Your goal: Lines that contain "derive" are to be copied from the material, every one of them.

Information shown:
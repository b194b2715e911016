use chrono::{DateTime, Utc};
use dungyzon_common::SearchResultItem;
use serde::{Deserialize, Serialize, de::DeserializeOwned};
use std::sync::Arc;

use super::{KeyValueStore, StorageError};

const DARK_MODE_KEY: &str = "dungyzon_dark_mode";
const HISTORY_KEY: &str = "dungyzon_search_history";
const LAST_SEARCH_KEY: &str = "dungyzon_last_search";
const FAVORITES_KEY: &str = "dungyzon_favorites";

/// Most recent searches kept in history
pub const HISTORY_LIMIT: usize = 10;

#[derive(Debug, Clone, PartialEq, Serialize, Deserialize)]
pub struct FavoriteEntry {
    pub id: String,
    #[serde(default)]
    pub name: Option<String>,
    #[serde(default)]
    pub image: Option<String>,
    #[serde(default)]
    pub price: Option<String>,
    #[serde(rename = "addedAt")]
    pub added_at: DateTime<Utc>,
}

/// Typed view over the persisted front-end entries.
///
/// Values are stored as JSON strings. Unreadable entries fall back to their
/// default and failed writes are logged, never returned.
#[derive(Clone)]
pub struct Preferences {
    store: Arc<dyn KeyValueStore>,
}

impl Preferences {
    pub fn new(store: Arc<dyn KeyValueStore>) -> Self {
        Self { store }
    }

    fn read<T: DeserializeOwned>(&self, key: &str) -> Option<T> {
        let raw = self.store.get(key)?;
        match serde_json::from_str(&raw) {
            Ok(value) => Some(value),
            Err(e) => {
                tracing::warn!("Error reading stored key \"{}\": {}", key, e);
                None
            }
        }
    }

    fn write<T: Serialize>(&self, key: &str, value: &T) {
        let result = serde_json::to_string(value)
            .map_err(StorageError::from)
            .and_then(|raw| self.store.set(key, raw));
        if let Err(e) = result {
            tracing::warn!("Error setting stored key \"{}\": {}", key, e);
        }
    }

    pub fn dark_mode(&self) -> bool {
        self.read(DARK_MODE_KEY).unwrap_or(true)
    }

    pub fn set_dark_mode(&self, enabled: bool) {
        self.write(DARK_MODE_KEY, &enabled);
    }

    /// Flips the theme flag and returns the new value
    pub fn toggle_dark_mode(&self) -> bool {
        let enabled = !self.dark_mode();
        self.set_dark_mode(enabled);
        enabled
    }

    /// Newest first
    pub fn search_history(&self) -> Vec<String> {
        self.read(HISTORY_KEY).unwrap_or_default()
    }

    /// Puts `term` at the front of the history, dropping an older copy
    /// (case-insensitive) and anything past [`HISTORY_LIMIT`].
    pub fn record_search(&self, term: &str) -> Vec<String> {
        let term = term.trim();
        let mut history = self.search_history();
        if term.is_empty() {
            return history;
        }

        history.retain(|existing| !existing.eq_ignore_ascii_case(term));
        history.insert(0, term.to_string());
        history.truncate(HISTORY_LIMIT);
        self.write(HISTORY_KEY, &history);
        history
    }

    pub fn clear_history(&self) {
        if let Err(e) = self.store.remove(HISTORY_KEY) {
            tracing::warn!("Error clearing search history: {}", e);
        }
    }

    pub fn last_search(&self) -> Option<String> {
        self.read::<String>(LAST_SEARCH_KEY).filter(|s| !s.trim().is_empty())
    }

    pub fn set_last_search(&self, term: &str) {
        self.write(LAST_SEARCH_KEY, &term.trim());
    }

    pub fn favorites(&self) -> Vec<FavoriteEntry> {
        self.read(FAVORITES_KEY).unwrap_or_default()
    }

    pub fn is_favorite(&self, id: &str) -> bool {
        self.favorites().iter().any(|fav| fav.id == id)
    }

    /// Adds or removes `item` by its ASIN. Returns whether it is now a
    /// favorite, or `None` for items without an ASIN.
    pub fn toggle_favorite(&self, item: &SearchResultItem) -> Option<bool> {
        let id = item.asin()?;
        let mut favorites = self.favorites();

        let now_favorite = if favorites.iter().any(|fav| fav.id == id) {
            favorites.retain(|fav| fav.id != id);
            false
        } else {
            favorites.push(FavoriteEntry {
                id: id.to_string(),
                name: item.name().map(String::from),
                image: item.image().map(String::from),
                price: item.price_string().map(String::from),
                added_at: Utc::now(),
            });
            true
        };

        self.write(FAVORITES_KEY, &favorites);
        Some(now_favorite)
    }

    pub fn remove_favorite(&self, id: &str) -> bool {
        let mut favorites = self.favorites();
        let before = favorites.len();
        favorites.retain(|fav| fav.id != id);
        let removed = favorites.len() != before;
        if removed {
            self.write(FAVORITES_KEY, &favorites);
        }
        removed
    }
}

Solution to this task:
#[derive(Debug, Clone, PartialEq, Serialize, Deserialize)]
#[derive(Clone)]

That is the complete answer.